De cette perversion, les suites apparurent vite. Il rata des examens, et même sa maîtrise, faute de méthode. En 2003, en pleine crise du SRAS, il fut le seul à ne pas respecter les consignes d’hygiène de l’Académie, à ne pas prendre les piqûres obligatoires. Cette fois, c’en était trop: il fut renvoyé.

De retour au foyer, reclus, il se révolta contre la mère. En 2004, il fugua, zigzagua par 18 provinces en autostop, 39 jours avec 500¥ en poche, avant de se faire ramasser à Beihai (Guangxi) à l’autre bout du pays, sans un sou pour se nourrir…

Alors sortit de l’ombre Zhang Jinping, sa prof de naguère. Connaissant son naufrage, et son talent, elle voulut l’arracher à l’orbite délétère où il végétait: elle offrit de le prendre, sous seule condition que les parents acceptent une coupure complète d’un trimestre.

Débuta l’apprentissage. A 5 h. du matin, (lui qui était habitué à son bol de soupe de riz au lit à pas d’heure), elle lui colla en mains balai et serpillière, lui fit récurer l’appart comme un sou neuf. A 7h., ils étaient au marché, à tâter les poireaux, soupeser les oignons. A chaque stand, le jeune Wei devait dialoguer, négocier les prix.

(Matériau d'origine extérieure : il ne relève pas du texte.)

//! Contact form: field specs, validation, simulated submission.
//!
//! There is no backend. Submission acknowledges immediately and resets after
//! a fixed delay, which is exactly what the state machine below models. The
//! renderer and the validator share one field list so the markup's `required`
//! attributes and the validation rules cannot disagree.

use crate::clock::Timer;
use std::collections::BTreeMap;
use std::time::{Duration, Instant};

/// How long the "message sent" acknowledgement shows before the form resets.
pub const ACK_RESET: Duration = Duration::from_millis(3000);

#[derive(Debug, Clone, Copy, PartialEq, Eq)]
pub enum FieldKind {
    Text,
    Email,
    Textarea,
}

/// One form field. `label_key` indexes the form labels in the site copy.
#[derive(Debug, Clone, Copy)]
pub struct FieldSpec {
    pub name: &'static str,
    pub label_key: &'static str,
    pub required: bool,
    pub kind: FieldKind,
}

/// The contact form's fields, in display order.
pub const FIELDS: &[FieldSpec] = &[
    FieldSpec {
        name: "name",
        label_key: "name",
        required: true,
        kind: FieldKind::Text,
    },
    FieldSpec {
        name: "email",
        label_key: "email",
        required: true,
        kind: FieldKind::Email,
    },
    FieldSpec {
        name: "company",
        label_key: "company",
        required: false,
        kind: FieldKind::Text,
    },
    FieldSpec {
        name: "message",
        label_key: "message",
        required: true,
        kind: FieldKind::Textarea,
    },
];

#[derive(Debug, Clone, Default, PartialEq, Eq)]
pub struct ContactFormData {
    pub name: String,
    pub email: String,
    pub company: String,
    pub message: String,
}

impl ContactFormData {
    fn field(&self, name: &str) -> &str {
        match name {
            "name" => &self.name,
            "email" => &self.email,
            "company" => &self.company,
            "message" => &self.message,
            _ => "",
        }
    }

    fn set(&mut self, name: &str, value: String) {
        match name {
            "name" => self.name = value,
            "email" => self.email = value,
            "company" => self.company = value,
            "message" => self.message = value,
            _ => {}
        }
    }

    fn clear(&mut self) {
        *self = ContactFormData::default();
    }
}

#[derive(Debug, Clone, PartialEq, Eq)]
pub struct FormValidation {
    pub is_valid: bool,
    pub errors: BTreeMap<&'static str, String>,
}

/// Check the data against [`FIELDS`]: required fields present, email shaped
/// like an email.
pub fn validate(data: &ContactFormData) -> FormValidation {
    let mut errors = BTreeMap::new();
    for spec in FIELDS {
        let value = data.field(spec.name).trim();
        if spec.required && value.is_empty() {
            errors.insert(spec.name, format!("{} is required", spec.label_key));
        } else if spec.kind == FieldKind::Email && !value.is_empty() && !looks_like_email(value) {
            errors.insert(spec.name, "enter a valid email address".to_string());
        }
    }
    FormValidation {
        is_valid: errors.is_empty(),
        errors,
    }
}

/// Minimal shape check: something before the @, a dot inside the domain.
fn looks_like_email(value: &str) -> bool {
    match value.split_once('@') {
        Some((local, domain)) => {
            !local.is_empty()
                && domain.contains('.')
                && !domain.starts_with('.')
                && !domain.ends_with('.')
        }
        None => false,
    }
}

#[derive(Debug, Clone, Copy, PartialEq, Eq)]
pub enum FormPhase {
    Editing,
    /// Acknowledgement showing; resets to `Editing` after [`ACK_RESET`].
    Submitted,
}

/// The contact form state machine.
#[derive(Debug, Clone)]
pub struct ContactForm {
    data: ContactFormData,
    phase: FormPhase,
    errors: BTreeMap<&'static str, String>,
    reset: Timer,
}

impl ContactForm {
    pub fn new() -> Self {
        Self {
            data: ContactFormData::default(),
            phase: FormPhase::Editing,
            errors: BTreeMap::new(),
            reset: Timer::idle(),
        }
    }

    pub fn data(&self) -> &ContactFormData {
        &self.data
    }

    pub fn phase(&self) -> FormPhase {
        self.phase
    }

    pub fn errors(&self) -> &BTreeMap<&'static str, String> {
        &self.errors
    }

    /// Update a field. Ignored while the acknowledgement is showing (the
    /// form is about to be cleared anyway).
    pub fn set_field(&mut self, name: &str, value: impl Into<String>) {
        if self.phase == FormPhase::Editing {
            self.data.set(name, value.into());
        }
    }

    /// Attempt submission. Valid data moves to `Submitted` and arms the
    /// reset deadline; invalid data stays editable with errors populated.
    /// Returns whether the submission was accepted.
    pub fn submit(&mut self, now: Instant) -> bool {
        if self.phase == FormPhase::Submitted {
            return false;
        }
        let validation = validate(&self.data);
        if !validation.is_valid {
            self.errors = validation.errors;
            return false;
        }
        self.errors.clear();
        self.phase = FormPhase::Submitted;
        self.reset.arm(now, ACK_RESET);
        true
    }

    /// Drive the reset timer. When the acknowledgement period ends the form
    /// returns to `Editing` with everything cleared.
    pub fn tick(&mut self, now: Instant) {
        if self.reset.fire(now) {
            self.phase = FormPhase::Editing;
            self.data.clear();
        }
    }
}

impl Default for ContactForm {
    fn default() -> Self {
        Self::new()
    }
}
fn main() {
    // Re-run when git HEAD moves (new commits, checkouts, tags)
    println!("cargo:rerun-if-changed=.git/HEAD");
    println!("cargo:rerun-if-changed=.git/refs/");

    let hash = std::process::Command::new("git")
        .args(["rev-parse", "--short", "HEAD"])
        .output()
        .ok()
        .filter(|o| o.status.success())
        .map(|o| String::from_utf8_lossy(&o.stdout).trim().to_string())
        .unwrap_or_default();

    let on_tag = std::process::Command::new("git")
        .args(["describe", "--exact-match", "--tags", "HEAD"])
        .output()
        .ok()
        .is_some_and(|o| o.status.success());

    println!("cargo:rustc-env=GIT_HASH={hash}");
    println!("cargo:rustc-env=ON_RELEASE_TAG={on_tag}");
}
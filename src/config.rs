//! Site configuration module.
//!
//! Handles loading, validating, and merging `config.toml` from the content
//! root. Stock defaults are the base layer; the user's file only needs the
//! values it wants to override.
//!
//! ## Configuration Options
//!
//! ```toml
//! # All options are optional - defaults shown below
//!
//! name = "Studio"
//! title = "Studio - Product Design Portfolio"
//! description = "Product design portfolio"
//! url = "https://example.com"
//!
//! [author]
//! name = "Your Name"
//! email = "hello@example.com"
//! phone = ""
//! location = ""
//!
//! [[social]]
//! platform = "LinkedIn"
//! url = "https://linkedin.com/in/example"
//! username = "example"
//!
//! [[navigation]]
//! id = "home"            # Must be a known page id
//! label = "Home"
//! href = "/"
//!
//! [theme.colors]
//! primary = "#111827"
//! accent = "#2563eb"
//!
//! [theme.fonts]
//! sans = "Inter, system-ui, sans-serif"
//!
//! [carousel]
//! autoplay = true
//! interval_ms = 6000     # Time between automatic slides
//! settle_ms = 300        # Input ignored this long after a slide change
//! ```
//!
//! ## Partial Configuration
//!
//! Config files are sparse, override just the values you want:
//!
//! ```toml
//! # Only override the accent color
//! [theme.colors]
//! accent = "#0e7490"
//! ```
//!
//! Unknown keys are rejected to catch typos early. Note that specifying any
//! `[[navigation]]` or `[[social]]` entry replaces the whole list; arrays
//! are values, not merge points.

use crate::cycle::CarouselOptions;
use crate::route;
use serde::{Deserialize, Serialize};
use std::collections::BTreeSet;
use std::fs;
use std::path::Path;
use std::time::Duration;
use thiserror::Error;

#[derive(Error, Debug)]
pub enum ConfigError {
    #[error("IO error: {0}")]
    Io(#[from] std::io::Error),
    #[error("TOML parse error: {0}")]
    Toml(#[from] toml::de::Error),
    #[error("Config validation error: {0}")]
    Validation(String),
}

/// Site configuration loaded from `config.toml`.
///
/// All fields have sensible defaults. User config files need only specify
/// the values they want to override. Unknown keys are rejected.
#[derive(Debug, Clone, Serialize, Deserialize)]
#[serde(default, deny_unknown_fields)]
pub struct SiteConfig {
    /// Short site name, used as the header brand.
    pub name: String,
    /// Full site title.
    pub title: String,
    /// Site description for metadata fallbacks.
    pub description: String,
    /// Canonical site URL.
    pub url: String,
    /// Author and contact details.
    pub author: AuthorConfig,
    /// Social links, in display order.
    pub social: Vec<SocialLink>,
    /// Navigation entries, in display order.
    pub navigation: Vec<NavEntry>,
    /// Theme tokens rendered into CSS custom properties.
    pub theme: ThemeConfig,
    /// Carousel timing.
    pub carousel: CarouselConfig,
}

impl Default for SiteConfig {
    fn default() -> Self {
        Self {
            name: "Studio".to_string(),
            title: "Studio - Product Design Portfolio".to_string(),
            description: "Product design portfolio".to_string(),
            url: "https://example.com".to_string(),
            author: AuthorConfig::default(),
            social: Vec::new(),
            navigation: default_navigation(),
            theme: ThemeConfig::default(),
            carousel: CarouselConfig::default(),
        }
    }
}

impl SiteConfig {
    /// Validate config values after merging.
    pub fn validate(&self) -> Result<(), ConfigError> {
        if self.name.trim().is_empty() {
            return Err(ConfigError::Validation("name must not be empty".into()));
        }
        if self.navigation.is_empty() {
            return Err(ConfigError::Validation(
                "navigation must not be empty".into(),
            ));
        }
        let mut seen = BTreeSet::new();
        for entry in &self.navigation {
            if !route::NAV_PAGE_IDS.contains(&entry.id.as_str()) {
                return Err(ConfigError::Validation(format!(
                    "unknown navigation id '{}' (known: {})",
                    entry.id,
                    route::NAV_PAGE_IDS.join(", ")
                )));
            }
            if !seen.insert(entry.id.as_str()) {
                return Err(ConfigError::Validation(format!(
                    "duplicate navigation id '{}'",
                    entry.id
                )));
            }
        }
        if self.theme.colors.primary.trim().is_empty() || self.theme.colors.accent.trim().is_empty()
        {
            return Err(ConfigError::Validation(
                "theme.colors values must not be empty".into(),
            ));
        }
        if self.carousel.interval_ms == 0 {
            return Err(ConfigError::Validation(
                "carousel.interval_ms must be greater than zero".into(),
            ));
        }
        if self.carousel.settle_ms == 0 || self.carousel.settle_ms >= self.carousel.interval_ms {
            return Err(ConfigError::Validation(
                "carousel.settle_ms must be nonzero and smaller than interval_ms".into(),
            ));
        }
        Ok(())
    }
}

/// Author and contact details.
#[derive(Debug, Clone, Serialize, Deserialize)]
#[serde(default, deny_unknown_fields)]
pub struct AuthorConfig {
    pub name: String,
    pub email: String,
    pub phone: String,
    pub location: String,
}

impl Default for AuthorConfig {
    fn default() -> Self {
        Self {
            name: "Your Name".to_string(),
            email: "hello@example.com".to_string(),
            phone: String::new(),
            location: String::new(),
        }
    }
}

/// A social profile link.
#[derive(Debug, Clone, Serialize, Deserialize)]
#[serde(deny_unknown_fields)]
pub struct SocialLink {
    pub platform: String,
    pub url: String,
    pub username: String,
}

/// One navigation entry. `id` must name a known page.
#[derive(Debug, Clone, Serialize, Deserialize)]
#[serde(deny_unknown_fields)]
pub struct NavEntry {
    pub id: String,
    pub label: String,
    pub href: String,
}

fn default_navigation() -> Vec<NavEntry> {
    let labels = [
        ("home", "Home"),
        ("portfolio", "Work"),
        ("case-studies", "Case Studies"),
        ("about", "About"),
        ("contact", "Contact"),
    ];
    labels
        .into_iter()
        .map(|(id, label)| NavEntry {
            id: id.to_string(),
            label: label.to_string(),
            href: route::Page::resolve(id, None).href(),
        })
        .collect()
}

/// Theme tokens.
#[derive(Debug, Clone, Default, Serialize, Deserialize)]
#[serde(default, deny_unknown_fields)]
pub struct ThemeConfig {
    pub colors: ColorConfig,
    pub fonts: FontConfig,
}

#[derive(Debug, Clone, Serialize, Deserialize)]
#[serde(default, deny_unknown_fields)]
pub struct ColorConfig {
    /// Primary brand color (headings, buttons).
    pub primary: String,
    /// Accent color (links, highlights).
    pub accent: String,
}

impl Default for ColorConfig {
    fn default() -> Self {
        Self {
            primary: "#111827".to_string(),
            accent: "#2563eb".to_string(),
        }
    }
}

#[derive(Debug, Clone, Serialize, Deserialize)]
#[serde(default, deny_unknown_fields)]
pub struct FontConfig {
    pub sans: String,
}

impl Default for FontConfig {
    fn default() -> Self {
        Self {
            sans: "Inter, system-ui, sans-serif".to_string(),
        }
    }
}

/// Carousel timing settings.
#[derive(Debug, Clone, Serialize, Deserialize)]
#[serde(default, deny_unknown_fields)]
pub struct CarouselConfig {
    /// Advance automatically on the home-page carousel.
    pub autoplay: bool,
    /// Milliseconds between automatic slides.
    pub interval_ms: u64,
    /// Milliseconds during which input is ignored after a slide change.
    pub settle_ms: u64,
}

impl Default for CarouselConfig {
    fn default() -> Self {
        Self {
            autoplay: true,
            interval_ms: 6000,
            settle_ms: 300,
        }
    }
}

impl CarouselConfig {
    /// Bridge to the runtime carousel options.
    pub fn options(&self) -> CarouselOptions {
        CarouselOptions {
            autoplay: self.autoplay,
            interval: Duration::from_millis(self.interval_ms),
            settle: Duration::from_millis(self.settle_ms),
        }
    }
}

// =============================================================================
// Config loading, merging, and validation
// =============================================================================

/// Returns the stock default config as a `toml::Value::Table`.
///
/// This is the canonical representation of all default values, used as the
/// base layer for merging user overrides on top.
pub fn stock_defaults_value() -> toml::Value {
    toml::Value::try_from(SiteConfig::default()).expect("default config must serialize")
}

/// Recursively merge `overlay` on top of `base`.
///
/// - Tables are merged key-by-key (overlay keys override base keys).
/// - Non-table values in overlay replace base values entirely.
/// - Keys in base that are not in overlay are preserved.
pub fn merge_toml(base: toml::Value, overlay: toml::Value) -> toml::Value {
    match (base, overlay) {
        (toml::Value::Table(mut base_table), toml::Value::Table(overlay_table)) => {
            for (key, overlay_val) in overlay_table {
                let merged = match base_table.remove(&key) {
                    Some(base_val) => merge_toml(base_val, overlay_val),
                    None => overlay_val,
                };
                base_table.insert(key, merged);
            }
            toml::Value::Table(base_table)
        }
        (_, overlay) => overlay,
    }
}

/// Load a `config.toml` from a directory as a raw TOML value.
///
/// Returns `Ok(None)` if no `config.toml` exists in the directory.
/// Returns `Err` if the file exists but contains invalid TOML.
pub fn load_raw_config(path: &Path) -> Result<Option<toml::Value>, ConfigError> {
    let config_path = path.join("config.toml");
    if !config_path.exists() {
        return Ok(None);
    }
    let content = fs::read_to_string(&config_path)?;
    let value: toml::Value = toml::from_str(&content)?;
    Ok(Some(value))
}

/// Merge an optional overlay onto a base value, then deserialize and validate.
pub fn resolve_config(
    base: toml::Value,
    overlay: Option<toml::Value>,
) -> Result<SiteConfig, ConfigError> {
    let merged = match overlay {
        Some(ov) => merge_toml(base, ov),
        None => base,
    };
    let config: SiteConfig = merged.try_into()?;
    config.validate()?;
    Ok(config)
}

/// Load config from `config.toml` in the given directory.
///
/// Merges user values on top of stock defaults, rejects unknown keys,
/// and validates the result.
pub fn load_config(root: &Path) -> Result<SiteConfig, ConfigError> {
    let base = stock_defaults_value();
    let overlay = load_raw_config(root)?;
    resolve_config(base, overlay)
}

/// Returns a fully-commented stock `config.toml` with all keys explained.
///
/// Used by the `gen-config` CLI command.
pub fn stock_config_toml() -> &'static str {
    r##"# folio-gen Configuration
# =======================
# All settings are optional. Remove or comment out any you don't need.
# Values shown below are the defaults. Unknown keys will cause an error.
#
# Note: listing any [[navigation]] or [[social]] entry replaces the whole
# default list.

# Site identity
name = "Studio"
title = "Studio - Product Design Portfolio"
description = "Product design portfolio"
url = "https://example.com"

# ---------------------------------------------------------------------------
# Author and contact details (shown on the contact page)
# ---------------------------------------------------------------------------
[author]
name = "Your Name"
email = "hello@example.com"
phone = ""
location = ""

# ---------------------------------------------------------------------------
# Social links - repeat the block per profile
# ---------------------------------------------------------------------------
# [[social]]
# platform = "LinkedIn"
# url = "https://linkedin.com/in/example"
# username = "example"

# ---------------------------------------------------------------------------
# Navigation - repeat the block per entry, in display order.
# id must be one of: home, about, portfolio, case-studies, contact
# ---------------------------------------------------------------------------
[[navigation]]
id = "home"
label = "Home"
href = "/"

[[navigation]]
id = "portfolio"
label = "Work"
href = "/portfolio/"

[[navigation]]
id = "case-studies"
label = "Case Studies"
href = "/case-studies/"

[[navigation]]
id = "about"
label = "About"
href = "/about/"

[[navigation]]
id = "contact"
label = "Contact"
href = "/contact/"

# ---------------------------------------------------------------------------
# Theme tokens, rendered as CSS custom properties
# ---------------------------------------------------------------------------
[theme.colors]
primary = "#111827"
accent = "#2563eb"

[theme.fonts]
sans = "Inter, system-ui, sans-serif"

# ---------------------------------------------------------------------------
# Home-page carousel timing
# ---------------------------------------------------------------------------
[carousel]
autoplay = true
interval_ms = 6000    # Time between automatic slides
settle_ms = 300       # Input ignored this long after a slide change
"##
}

/// Generate CSS custom properties from theme config.
pub fn generate_theme_css(theme: &ThemeConfig) -> String {
    format!(
        r#":root {{
    --color-primary: {primary};
    --color-accent: {accent};
    --font-sans: {sans};
}}"#,
        primary = theme.colors.primary,
        accent = theme.colors.accent,
        sans = theme.fonts.sans,
    )
}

Ils passaient le reste du jour au collège de Zhang : elle l’y forçait à discuter avec les collègues, le principal, aider les femmes de charge, tambouiller en cuisine sous les ordres du chef… Après ces mois de marche-ou-crève, un nouveau Wei émergea, plus libre, moins autiste.

En août 2005, un producteur à la TV eut vent de son existence, et flairant la belle histoire, le fit passer à son émission « à franchement parler ». Ce fut l’étincelle de sa reprise des études, après deux ans de césure.

A 1300km, à Shanghai, Xing Guangqian, directeur d’un centre de recherche en astrophysique devina le potentiel de ce cerveau en friche, l’invita à son institut.

Quatre ans après, en juillet 2009, Wei décrochait son doctorat et recevait sur place un poste de chercheur -à 27 ans. Il avait trouvé femme, et venait d’être père.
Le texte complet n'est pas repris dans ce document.